Resources for Patients and their Families

Martinez Refining Company

Currently owned and operated by the Shell Oil Corporation, the Martinez Refinery Company is located on an 1,100-acre site on the south shore of the Carquinez Inlet across from the city of Benecia, approximately 30 miles northeast of San Francisco.


The Martinez Refinery Company was constructed just prior to US entry into World War I by Shell Oil for providing fuel and lubricants to ships and the increasing number of automobiles in the San Francisco Bar Area. Refining operations commenced in 1916; most of the crude oil was piped in from oil drilling operations in the San Joaquin Valley to the southeast.

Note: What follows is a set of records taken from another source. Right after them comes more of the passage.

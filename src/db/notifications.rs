use sqlx::PgConnection;
use uuid::Uuid;

use crate::error::{AppError, AppResult};
use crate::models::{NewNotification, NotificationModel, NotificationPage};

const NOTIFICATION_COLUMNS: &str = "id, user_id, kind, title, message, link, read, created_at";

pub async fn insert_notification(
    conn: &mut PgConnection,
    notification: &NewNotification,
) -> AppResult<NotificationModel> {
    let sql = format!(
        "INSERT INTO notifications (user_id, kind, title, message, link) \
         VALUES ($1, $2, $3, $4, $5) RETURNING {}",
        NOTIFICATION_COLUMNS
    );
    let model = sqlx::query_as::<_, NotificationModel>(&sql)
        .bind(notification.user_id)
        .bind(notification.kind.as_str())
        .bind(&notification.title)
        .bind(&notification.message)
        .bind(notification.link.as_deref())
        .fetch_one(conn)
        .await?;
    Ok(model)
}

/// Newest first. `total` honours `unread_only`; `unread` never does.
pub async fn list_for_user(
    conn: &mut PgConnection,
    user_id: Uuid,
    unread_only: bool,
    limit: i64,
    offset: i64,
) -> AppResult<NotificationPage> {
    let sql = format!(
        "SELECT {} FROM notifications WHERE user_id = $1 AND ($2 = FALSE OR read = FALSE) \
         ORDER BY created_at DESC, id DESC LIMIT $3 OFFSET $4",
        NOTIFICATION_COLUMNS
    );
    let notifications = sqlx::query_as::<_, NotificationModel>(&sql)
        .bind(user_id)
        .bind(unread_only)
        .bind(limit)
        .bind(offset)
        .fetch_all(&mut *conn)
        .await?;

    let (total, unread): (i64, i64) = sqlx::query_as(
        "SELECT COUNT(*) FILTER (WHERE $2 = FALSE OR read = FALSE), \
                COUNT(*) FILTER (WHERE read = FALSE) \
         FROM notifications WHERE user_id = $1",
    )
    .bind(user_id)
    .bind(unread_only)
    .fetch_one(conn)
    .await?;

    Ok(NotificationPage {
        total,
        unread,
        notifications,
    })
}

/// Only the owner's notifications are visible; anything else is `NotFound`.
pub async fn mark_read(
    conn: &mut PgConnection,
    id: i64,
    user_id: Uuid,
) -> AppResult<NotificationModel> {
    let sql = format!(
        "UPDATE notifications SET read = TRUE WHERE id = $1 AND user_id = $2 RETURNING {}",
        NOTIFICATION_COLUMNS
    );
    sqlx::query_as::<_, NotificationModel>(&sql)
        .bind(id)
        .bind(user_id)
        .fetch_optional(conn)
        .await?
        .ok_or_else(|| AppError::NotFound("Notification not found".to_string()))
}

/// Returns how many notifications changed.
pub async fn mark_all_read(conn: &mut PgConnection, user_id: Uuid) -> AppResult<u64> {
    let rows_affected =
        sqlx::query("UPDATE notifications SET read = TRUE WHERE user_id = $1 AND read = FALSE")
            .bind(user_id)
            .execute(conn)
            .await?
            .rows_affected();
    Ok(rows_affected)
}

pub async fn delete_notification(conn: &mut PgConnection, id: i64, user_id: Uuid) -> AppResult<()> {
    let rows_affected = sqlx::query("DELETE FROM notifications WHERE id = $1 AND user_id = $2")
        .bind(id)
        .bind(user_id)
        .execute(conn)
        .await?
        .rows_affected();

    if rows_affected == 0 {
        return Err(AppError::NotFound("Notification not found".to_string()));
    }
    Ok(())
}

The operation was expanded in 1931, when Shell added a research laboratory and a chemical plant on the premises. A light oil processing facility was constructed thirty years later. The facility underwent some modernization during the 1980s and 1990s. It received the name "Martinez Refining Company" in 1998 when Texaco made an investment in some projects. Shell bought Texaco out four years later; since then, it has been known as the Shell Martinez Refinery.

Asbestos and Oil Refineries

During most of the 20th century, various forms of asbestos were used as insulation when flames or temperature extremes were a risk. Oil refineries like Martinez Refining Company, therefore, were often made using asbestos-containing materials. Resistance to reactive chemicals is perhaps a less well-known property of some types of amphibole asbestos. Because of the nature of the work that occurs at oil refineries, asbestos, therefore, was not only used in plant structures, but also in safety garments, work surfaces and lab equipment. Asbestos, however, carried a notable downside that was not understood or at times deliberately ignored: debilitating and often fatal diseases were found to be the result of exposure to asbestos.

Most of the asbestos was of the amosite variety. When it is mixed with chrysotile, which is impervious to heat and bases but not as resistant to acidic compounds, amosite creates products that are particularly effective at preventing damage from corrosive substances. Used for decades in the form of asbestos transite in oil refineries and laboratories across the US, amosite was eventually outlawed for construction purposes in the 1970s.

Similar to cement, asbestos transite could be sprayed onto ductwork and pipes and molded into working surfaces. For the most part, new items formed from transite were safe because the asbestos fibers were encapsulated in the transite. With age, however, this transite becomes prone to becoming powdery, enabling tiny fibers to float into the atmosphere. When it is in this state, it is considered friable, or able to be crushed by hand pressure alone. In addition, laboratory kilns often contained friable asbestos in insulation linings.

Why Friable Asbestos Is a Problem

Friable asbestos is hazardous because in this condition the particles are easily released in the environment. When someone inhales these particles, they can harm the lungs, resulting in cancer or asbestosis. Another uncommon, and often deadly, disease caused by asbestos is mesothelioma. The pleural variety of mesothelioma, one which attacks the tissue that lies between the lungs and the chest cavity, is the most prevalent. Pericardial and peritoneal mesothelioma result from swallowing fibers of asbestos, which can occur when the microscopic particles are released into the air and land on food or drinks.

During the past twenty years medical researchers have discovered much information concerning the risks associated with being exposed to asbestos; therefore there are stringent rules controlling its use. However, when plants such as Martinez Refining Company were first operating, the use of asbestos was more commonplace. Before present-day laws were put into place, employees frequently labored without respirators in environments where asbestos particles filled the atmosphere.

The Ticking Bomb

Asbestos-related diseases, unlike many work-related injuries, which are easily observed and known about soon after the incident, may take ten, twenty, or even thirty years to develop. It can also be challenging to identify asbestos-related illnesses since their symptoms are similar to the symptoms of other, less serious conditions. It is vital, therefore, that everyone who worked at or lived near places like Martinez Refining Company notify their health care professionals about the possibility of asbestos exposure and ask for mesothelioma information. Such information can help physicians make a timely diagnosis; especially with mesothelioma, the sooner it is diagnosed, the higher the odds of surviving or at least of improved quality of life. For some patients, treatments like mesothelioma surgery are available.